- TO DO -
Although the data below holds other lines too, output only those from the line with "fn missing() ->" up to and including the line with "fn null_as_default<'de, D, T>(deserializer: D)", exactly as they appear.

Records contained in a dataset
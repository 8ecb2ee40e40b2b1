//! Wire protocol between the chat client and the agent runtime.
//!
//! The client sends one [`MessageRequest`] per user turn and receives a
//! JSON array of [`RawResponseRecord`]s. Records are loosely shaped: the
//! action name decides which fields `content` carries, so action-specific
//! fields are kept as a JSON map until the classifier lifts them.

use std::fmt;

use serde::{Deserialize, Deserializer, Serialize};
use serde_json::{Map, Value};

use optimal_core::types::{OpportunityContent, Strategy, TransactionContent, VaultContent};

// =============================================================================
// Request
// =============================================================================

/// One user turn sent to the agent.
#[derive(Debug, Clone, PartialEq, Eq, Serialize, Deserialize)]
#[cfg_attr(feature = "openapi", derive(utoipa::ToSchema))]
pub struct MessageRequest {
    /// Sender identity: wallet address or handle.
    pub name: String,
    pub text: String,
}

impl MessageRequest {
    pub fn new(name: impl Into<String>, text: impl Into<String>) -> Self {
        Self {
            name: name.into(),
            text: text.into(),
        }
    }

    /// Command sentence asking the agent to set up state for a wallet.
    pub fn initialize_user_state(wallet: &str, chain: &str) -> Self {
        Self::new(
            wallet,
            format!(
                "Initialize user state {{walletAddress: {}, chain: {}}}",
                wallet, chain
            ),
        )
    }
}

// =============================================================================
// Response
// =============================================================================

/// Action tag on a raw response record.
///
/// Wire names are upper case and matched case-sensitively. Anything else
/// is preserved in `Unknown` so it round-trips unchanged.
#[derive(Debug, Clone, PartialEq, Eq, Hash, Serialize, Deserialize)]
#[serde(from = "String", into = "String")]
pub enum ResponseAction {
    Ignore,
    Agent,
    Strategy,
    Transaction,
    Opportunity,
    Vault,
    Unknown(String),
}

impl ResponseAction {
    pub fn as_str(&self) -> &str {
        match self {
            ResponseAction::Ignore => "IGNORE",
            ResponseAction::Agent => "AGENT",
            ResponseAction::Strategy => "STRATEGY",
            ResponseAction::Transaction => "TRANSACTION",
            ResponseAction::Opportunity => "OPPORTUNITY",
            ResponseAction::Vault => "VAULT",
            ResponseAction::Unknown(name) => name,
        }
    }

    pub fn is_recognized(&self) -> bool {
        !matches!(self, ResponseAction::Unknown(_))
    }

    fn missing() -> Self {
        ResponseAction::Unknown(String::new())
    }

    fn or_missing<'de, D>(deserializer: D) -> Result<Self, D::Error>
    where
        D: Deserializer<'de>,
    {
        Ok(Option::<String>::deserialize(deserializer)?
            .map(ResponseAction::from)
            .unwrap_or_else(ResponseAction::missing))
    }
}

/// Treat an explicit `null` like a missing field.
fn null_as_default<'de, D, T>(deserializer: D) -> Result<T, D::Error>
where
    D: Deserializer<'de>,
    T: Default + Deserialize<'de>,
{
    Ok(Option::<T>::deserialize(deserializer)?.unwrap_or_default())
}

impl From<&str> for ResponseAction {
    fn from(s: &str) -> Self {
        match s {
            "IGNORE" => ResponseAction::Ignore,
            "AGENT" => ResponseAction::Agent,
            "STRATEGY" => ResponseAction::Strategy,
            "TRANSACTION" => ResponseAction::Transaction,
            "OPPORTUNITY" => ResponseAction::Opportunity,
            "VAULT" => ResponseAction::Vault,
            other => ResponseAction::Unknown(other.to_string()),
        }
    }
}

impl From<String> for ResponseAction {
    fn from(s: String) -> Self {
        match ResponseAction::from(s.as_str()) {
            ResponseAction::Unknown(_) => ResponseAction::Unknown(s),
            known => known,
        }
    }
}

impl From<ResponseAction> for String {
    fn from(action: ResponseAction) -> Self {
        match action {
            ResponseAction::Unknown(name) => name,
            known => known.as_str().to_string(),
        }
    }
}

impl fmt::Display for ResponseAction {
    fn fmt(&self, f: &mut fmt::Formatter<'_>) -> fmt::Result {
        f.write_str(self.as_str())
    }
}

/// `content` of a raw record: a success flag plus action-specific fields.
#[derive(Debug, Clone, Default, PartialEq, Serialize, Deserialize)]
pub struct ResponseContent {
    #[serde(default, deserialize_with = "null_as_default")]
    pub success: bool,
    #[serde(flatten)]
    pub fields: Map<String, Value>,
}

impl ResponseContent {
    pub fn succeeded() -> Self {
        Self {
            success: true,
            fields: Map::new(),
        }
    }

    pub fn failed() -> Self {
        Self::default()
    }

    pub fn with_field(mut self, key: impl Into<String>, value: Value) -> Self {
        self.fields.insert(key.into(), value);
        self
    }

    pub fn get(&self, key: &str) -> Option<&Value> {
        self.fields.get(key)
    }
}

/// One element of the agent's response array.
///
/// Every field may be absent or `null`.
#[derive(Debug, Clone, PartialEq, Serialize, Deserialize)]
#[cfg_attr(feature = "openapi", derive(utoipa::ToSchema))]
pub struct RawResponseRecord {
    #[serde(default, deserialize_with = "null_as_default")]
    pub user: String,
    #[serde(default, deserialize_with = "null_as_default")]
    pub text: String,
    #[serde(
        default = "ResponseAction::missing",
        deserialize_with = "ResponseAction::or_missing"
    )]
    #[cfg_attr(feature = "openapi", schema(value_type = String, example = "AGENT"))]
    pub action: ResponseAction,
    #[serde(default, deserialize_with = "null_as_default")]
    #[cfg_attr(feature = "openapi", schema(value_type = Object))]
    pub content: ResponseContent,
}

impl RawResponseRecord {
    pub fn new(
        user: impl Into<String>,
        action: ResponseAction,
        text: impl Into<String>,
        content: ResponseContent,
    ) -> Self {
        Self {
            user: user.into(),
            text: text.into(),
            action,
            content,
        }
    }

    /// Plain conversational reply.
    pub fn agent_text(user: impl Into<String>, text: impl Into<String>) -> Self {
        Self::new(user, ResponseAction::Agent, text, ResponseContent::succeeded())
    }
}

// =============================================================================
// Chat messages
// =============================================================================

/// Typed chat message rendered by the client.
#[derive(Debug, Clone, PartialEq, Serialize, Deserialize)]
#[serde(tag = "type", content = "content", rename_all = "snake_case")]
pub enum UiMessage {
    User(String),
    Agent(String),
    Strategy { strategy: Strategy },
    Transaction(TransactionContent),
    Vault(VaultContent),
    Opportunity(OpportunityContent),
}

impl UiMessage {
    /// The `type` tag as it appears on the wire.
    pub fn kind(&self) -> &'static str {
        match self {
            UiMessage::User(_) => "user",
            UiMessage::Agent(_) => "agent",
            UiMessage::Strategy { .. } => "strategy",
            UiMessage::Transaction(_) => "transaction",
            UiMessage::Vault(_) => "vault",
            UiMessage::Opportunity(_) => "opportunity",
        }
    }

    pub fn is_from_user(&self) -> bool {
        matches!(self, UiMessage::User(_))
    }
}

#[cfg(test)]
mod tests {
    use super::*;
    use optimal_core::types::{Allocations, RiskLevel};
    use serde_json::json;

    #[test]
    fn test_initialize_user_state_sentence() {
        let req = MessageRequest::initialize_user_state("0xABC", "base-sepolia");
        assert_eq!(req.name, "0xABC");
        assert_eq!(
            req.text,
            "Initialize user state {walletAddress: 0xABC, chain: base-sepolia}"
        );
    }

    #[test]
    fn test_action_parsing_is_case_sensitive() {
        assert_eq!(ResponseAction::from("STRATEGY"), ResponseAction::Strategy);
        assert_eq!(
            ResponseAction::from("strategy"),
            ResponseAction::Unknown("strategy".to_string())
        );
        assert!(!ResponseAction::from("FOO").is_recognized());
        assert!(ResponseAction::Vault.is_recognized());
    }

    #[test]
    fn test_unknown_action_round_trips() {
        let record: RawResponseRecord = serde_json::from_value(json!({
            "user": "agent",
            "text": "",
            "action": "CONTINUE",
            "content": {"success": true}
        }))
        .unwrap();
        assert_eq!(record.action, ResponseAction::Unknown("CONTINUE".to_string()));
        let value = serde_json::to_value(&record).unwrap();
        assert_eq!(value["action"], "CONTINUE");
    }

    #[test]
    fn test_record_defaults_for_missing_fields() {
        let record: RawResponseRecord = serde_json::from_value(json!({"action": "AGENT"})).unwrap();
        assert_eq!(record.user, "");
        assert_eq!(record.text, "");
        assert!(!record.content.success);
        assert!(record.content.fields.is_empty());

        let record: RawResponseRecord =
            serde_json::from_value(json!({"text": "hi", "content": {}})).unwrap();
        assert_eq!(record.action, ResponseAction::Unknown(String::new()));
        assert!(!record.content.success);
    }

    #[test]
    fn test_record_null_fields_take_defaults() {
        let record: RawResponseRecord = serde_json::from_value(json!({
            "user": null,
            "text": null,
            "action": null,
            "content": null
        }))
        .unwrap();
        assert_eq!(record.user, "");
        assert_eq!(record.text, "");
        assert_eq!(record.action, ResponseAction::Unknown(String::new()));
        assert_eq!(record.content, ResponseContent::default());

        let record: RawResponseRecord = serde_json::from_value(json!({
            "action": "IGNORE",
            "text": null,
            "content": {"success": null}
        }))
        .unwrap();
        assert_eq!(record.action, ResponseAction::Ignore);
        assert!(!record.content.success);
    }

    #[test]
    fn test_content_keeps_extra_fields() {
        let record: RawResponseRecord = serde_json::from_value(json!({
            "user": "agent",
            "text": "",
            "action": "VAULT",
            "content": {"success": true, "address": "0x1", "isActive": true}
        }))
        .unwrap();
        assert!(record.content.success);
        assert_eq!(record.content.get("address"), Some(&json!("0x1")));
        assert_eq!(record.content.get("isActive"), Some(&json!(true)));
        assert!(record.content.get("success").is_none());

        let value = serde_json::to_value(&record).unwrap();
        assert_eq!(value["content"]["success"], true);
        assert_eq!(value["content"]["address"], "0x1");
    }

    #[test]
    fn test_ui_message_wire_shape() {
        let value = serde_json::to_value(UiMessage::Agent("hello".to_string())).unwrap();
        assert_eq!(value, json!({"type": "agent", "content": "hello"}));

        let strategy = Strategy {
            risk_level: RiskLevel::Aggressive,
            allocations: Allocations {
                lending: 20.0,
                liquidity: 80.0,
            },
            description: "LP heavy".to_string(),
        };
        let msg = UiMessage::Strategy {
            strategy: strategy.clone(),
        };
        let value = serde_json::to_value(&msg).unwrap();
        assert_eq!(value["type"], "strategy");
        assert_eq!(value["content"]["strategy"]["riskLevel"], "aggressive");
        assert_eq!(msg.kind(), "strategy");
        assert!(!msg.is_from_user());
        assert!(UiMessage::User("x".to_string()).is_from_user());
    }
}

- TASK RESULT -
    fn missing() -> Self {
        ResponseAction::Unknown(String::new())
    }

    fn or_missing<'de, D>(deserializer: D) -> Result<Self, D::Error>
    where
        D: Deserializer<'de>,
    {
        Ok(Option::<String>::deserialize(deserializer)?
            .map(ResponseAction::from)
            .unwrap_or_else(ResponseAction::missing))
    }
}

/// Treat an explicit `null` like a missing field.
fn null_as_default<'de, D, T>(deserializer: D) -> Result<T, D::Error>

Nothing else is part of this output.